The main difference is that you wouldn't dare invent half the stories in Airline. One 15-year-old checked in at Luton with a box of lobsters, to discover that they weren't allowed on the plane alive. He proposed to kill them in the gents by smashing their heads on the rim of the toilet bowl. They ended up in a cab bound for an aquatic centre, though appear never to have arrived. Fly EasyJet, and the world is your lobster.

Alternatively, just stay strapped into your sofa. Between them, Holiday (BBC1, Tues), Wish You Were Here (ITV, Mon) and The Real Holiday Show (C4, Wed), as well as Holiday Heaven and Holidays from Hell (neither currently showing), can transport you to anywhere in the globe you fancy visiting - unless your destination of choice is a caravan park near Ramsgate. You have to watch Holiday Park (C5, Fri) for that.

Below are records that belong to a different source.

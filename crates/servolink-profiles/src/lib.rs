// Copyright 2026 Servolink Developers
// SPDX-License-Identifier: Apache-2.0

//! Device profiles for servolink channels.
//!
//! A profile supplies everything device-generation-specific that the
//! protocol core deliberately knows nothing about: which registers exist and
//! in what order to synchronize them, how to derive the coarse device status
//! from register values, and which condition-register bits mean what.

pub mod mk2;

pub use mk2::{Mk2Profile, Mk2Registers};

Like Sunburn, this docusoap stars a refugee from EastEnders. Patsy Palmer owns a caravan at the improbably named Fabulous Foxhunter park. Although she presumably retreats there to get away from invasions of privacy like this week's headlines about her marriage, neither the owner of the park nor the maker of this programme are abashed about bothering her for their own ends. The owner, the dreariest of camera bogs called Colin, keeps on pestering her to bring her EastEnders chums down to buy a caravan. The film crew watch him doing it.

It's not as if they're spoilt for choice. The most dramatic event in the first episode involved a Rolls Royce dealer failing to assemble his new barbecue. This week, Colin's daughter Jane wrongly accused a resident of disruptive behaviour in the park. Although she later apologised, she was too chicken to let us watch her doing it. There are as many holiday programmes as there are docusoaps as there are programmes fronted by Carol Smillie (who does the voiceover). Holiday Park is a trip too far for all three.